*** DATA EXCERPTS Section Begins ***

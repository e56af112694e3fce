//! # UI Module
//!
//! The demo shell that wires an [`crate::input::InputField`] search box and a
//! password field to a [`crate::table::DataTable`] of users.
//!
//! ## Components
//!
//! - [`App`] - demo state (focus, inputs, table, last reported selection)
//! - [`mod@render`] - rendering functions for drawing the TUI
//! - [`mod@config`] - persisted settings
//! - [`mod@dataset`] - built-in users and JSON loading
//!
//! ## Layout
//!
//! ```text
//! ┌─────────────────────────────────────────────────┐
//! │                    Header                        │
//! ├─────────────────────────────────────────────────┤
//! │  Search users            Password               │
//! ├─────────────────────────────────────────────────┤
//! │                                                 │
//! │   DataTable (sortable, selectable)              │
//! │                                                 │
//! ├─────────────────────────────────────────────────┤
//! │   Selected rows                                 │
//! ├─────────────────────────────────────────────────┤
//! │                    Footer                        │
//! └─────────────────────────────────────────────────┘
//! ```

pub mod app;
pub mod config;
pub mod dataset;
pub mod render;

pub use app::App;
pub use render::render;
//! # Cell Values and Rows
//!
//! A [`Row`] is an opaque mapping from field name to [`CellValue`]. The table
//! never mutates rows; it only reads fields by name to render and sort.
//!
//! Rows deserialize from plain JSON objects:
//!
//! ```json
//! { "id": 1, "name": "Alice", "email": "alice@example.com", "age": 25 }
//! ```

use serde::{Deserialize, Serialize};
use std::cmp::Ordering;
use std::collections::BTreeMap;
use std::fmt;

static NULL: CellValue = CellValue::Null;

/// A single field value inside a [`Row`].
#[derive(Debug, Clone, PartialEq, Default, Serialize, Deserialize)]
#[serde(untagged)]
pub enum CellValue {
    #[default]
    Null,
    Bool(bool),
    Int(i64),
    Float(f64),
    Text(String),
}

impl CellValue {
    pub fn is_null(&self) -> bool {
        matches!(self, CellValue::Null)
    }

    /// Rank used when two non-null values of different kinds meet.
    fn kind_rank(&self) -> u8 {
        match self {
            CellValue::Null => 0,
            CellValue::Bool(_) => 1,
            CellValue::Int(_) | CellValue::Float(_) => 2,
            CellValue::Text(_) => 3,
        }
    }

    /// Natural ordering of two values.
    ///
    /// Numbers compare numerically (ints against floats included), text
    /// compares lexicographically, `false < true`. Mixed kinds order by
    /// `Bool < Number < Text`. Nulls are not handled here; see
    /// [`crate::table::sort::compare_cells`].
    pub fn natural_cmp(&self, other: &CellValue) -> Ordering {
        match (self, other) {
            (CellValue::Bool(a), CellValue::Bool(b)) => a.cmp(b),
            (CellValue::Int(a), CellValue::Int(b)) => a.cmp(b),
            (CellValue::Text(a), CellValue::Text(b)) => a.cmp(b),
            (CellValue::Int(a), CellValue::Float(b)) => cmp_int_float(*a, *b),
            (CellValue::Float(a), CellValue::Int(b)) => cmp_int_float(*b, *a).reverse(),
            (CellValue::Float(a), CellValue::Float(b)) => cmp_floats(*a, *b),
            _ => self.kind_rank().cmp(&other.kind_rank()),
        }
    }

    /// Key used to follow a row across re-sorts when selection is keyed by
    /// a field. The kind prefix keeps `1` and `"1"` apart.
    pub fn identity_key(&self) -> Option<String> {
        match self {
            CellValue::Null => None,
            CellValue::Bool(b) => Some(format!("b:{b}")),
            CellValue::Int(i) => Some(format!("n:{i}")),
            CellValue::Float(f) => Some(format!("n:{f}")),
            CellValue::Text(s) => Some(format!("s:{s}")),
        }
    }
}

/// 2^63, the first float past `i64::MAX`.
const I64_END: f64 = 9_223_372_036_854_775_808.0;

/// Exact comparison of an integer against a float, without rounding the
/// integer through `f64`. NaN orders by its sign bit, as in [`cmp_floats`].
fn cmp_int_float(int: i64, float: f64) -> Ordering {
    if float.is_nan() {
        return if float.is_sign_negative() {
            Ordering::Greater
        } else {
            Ordering::Less
        };
    }
    if float >= I64_END {
        return Ordering::Less;
    }
    if float < -I64_END {
        return Ordering::Greater;
    }
    let whole = float.trunc();
    // In range and integral, so the cast is exact
    match int.cmp(&(whole as i64)) {
        Ordering::Equal => {
            let frac = float - whole;
            if frac > 0.0 {
                Ordering::Less
            } else if frac < 0.0 {
                Ordering::Greater
            } else {
                Ordering::Equal
            }
        }
        ord => ord,
    }
}

/// Numeric order with `-0.0 == 0.0`. NaN goes to the end its sign bit picks.
fn cmp_floats(a: f64, b: f64) -> Ordering {
    a.partial_cmp(&b).unwrap_or_else(|| a.total_cmp(&b))
}

impl fmt::Display for CellValue {
    fn fmt(&self, f: &mut fmt::Formatter<'_>) -> fmt::Result {
        match self {
            CellValue::Null => Ok(()),
            CellValue::Bool(b) => write!(f, "{b}"),
            CellValue::Int(i) => write!(f, "{i}"),
            CellValue::Float(x) => write!(f, "{x}"),
            CellValue::Text(s) => f.write_str(s),
        }
    }
}

impl From<&str> for CellValue {
    fn from(value: &str) -> Self {
        CellValue::Text(value.to_string())
    }
}

impl From<String> for CellValue {
    fn from(value: String) -> Self {
        CellValue::Text(value)
    }
}

impl From<i64> for CellValue {
    fn from(value: i64) -> Self {
        CellValue::Int(value)
    }
}

impl From<i32> for CellValue {
    fn from(value: i32) -> Self {
        CellValue::Int(i64::from(value))
    }
}

impl From<f64> for CellValue {
    fn from(value: f64) -> Self {
        CellValue::Float(value)
    }
}

impl From<bool> for CellValue {
    fn from(value: bool) -> Self {
        CellValue::Bool(value)
    }
}

impl<T: Into<CellValue>> From<Option<T>> for CellValue {
    fn from(value: Option<T>) -> Self {
        value.map_or(CellValue::Null, Into::into)
    }
}

/// One record of caller-supplied data.
#[derive(Debug, Clone, PartialEq, Default, Serialize, Deserialize)]
#[serde(transparent)]
pub struct Row {
    fields: BTreeMap<String, CellValue>,
}

impl Row {
    pub fn new() -> Self {
        Self::default()
    }

    /// Builder-style field setter.
    pub fn with(mut self, field: impl Into<String>, value: impl Into<CellValue>) -> Self {
        self.fields.insert(field.into(), value.into());
        self
    }

    /// Read a field. Missing fields read as [`CellValue::Null`].
    pub fn get(&self, field: &str) -> &CellValue {
        self.fields.get(field).unwrap_or(&NULL)
    }

    pub fn fields(&self) -> impl Iterator<Item = (&str, &CellValue)> {
        self.fields.iter().map(|(k, v)| (k.as_str(), v))
    }

    pub fn len(&self) -> usize {
        self.fields.len()
    }

    pub fn is_empty(&self) -> bool {
        self.fields.is_empty()
    }
}
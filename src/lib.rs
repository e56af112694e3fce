//! Widgetry - terminal UI widgets
//!
//! This library provides a styled text input field and a sortable,
//! selectable data table for ratatui, plus the demo shell that composes them.

pub mod input;
pub mod logging;
pub mod table;
pub mod theme;
pub mod ui;
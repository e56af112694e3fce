//! # Data Table Widget
//!
//! [`DataTable`] owns the caller's rows and columns together with the sort
//! and selection state derived from user interaction. Rendering goes through
//! [`DataTableView`], which borrows the table and a [`Theme`].
//!
//! ## Body Precedence
//!
//! ```text
//! loading ──▶ "Loading…"
//! no rows ──▶ empty text
//! otherwise ──▶ sorted rows
//! ```
//!
//! ## Selection Notifications
//!
//! Every change to the selection, the sorted view, the dataset, or the
//! selectable flag reports the rows at the selected positions to the
//! registered callback, as long as selection is enabled.

use crate::table::column::Column;
use crate::table::selection::{RowIdentity, Selection};
use crate::table::sort::{sorted_order, AriaSort, SortState};
use crate::table::value::Row;
use crate::theme::Theme;
use crossterm::event::{KeyCode, KeyEvent};
use ratatui::{
    buffer::Buffer,
    layout::{Alignment, Constraint, Rect},
    style::{Modifier, Style},
    text::Line,
    widgets::{
        Block, Borders, Cell, Paragraph, Row as TableRow, StatefulWidget, Table, TableState,
        Widget,
    },
};
use std::collections::HashSet;
use std::fmt;

pub const DEFAULT_EMPTY_TEXT: &str = "No data available";
pub const LOADING_TEXT: &str = "Loading…";

const CHECKED: &str = "[x]";
const UNCHECKED: &str = "[ ]";

/// Receives the currently selected rows, in view order.
pub type RowSelectCallback = Box<dyn FnMut(&[&Row])>;

/// What the table body shows.
#[derive(Debug, PartialEq)]
pub enum TableBody<'a> {
    Loading,
    Empty(&'a str),
    Rows(Vec<&'a Row>),
}

pub struct DataTable {
    rows: Vec<Row>,
    columns: Vec<Column>,
    loading: bool,
    selectable: bool,
    empty_text: String,
    identity: RowIdentity,
    sort: SortState,
    /// Indices into `rows` in display order.
    order: Vec<usize>,
    selection: Selection,
    cursor_row: usize,
    cursor_column: usize,
    on_row_select: Option<RowSelectCallback>,
}

fn view_of<'a>(rows: &'a [Row], order: &[usize]) -> Vec<&'a Row> {
    order.iter().map(|&i| &rows[i]).collect()
}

*** DATA EXCERPTS Section Ends ***

» TASK GOAL
Pick out the lines above containing the word "against", then copy them.

» EXERCISE SOLUTION
    /// Numbers compare numerically (ints against floats included), text
/// Exact comparison of an integer against a float, without rounding the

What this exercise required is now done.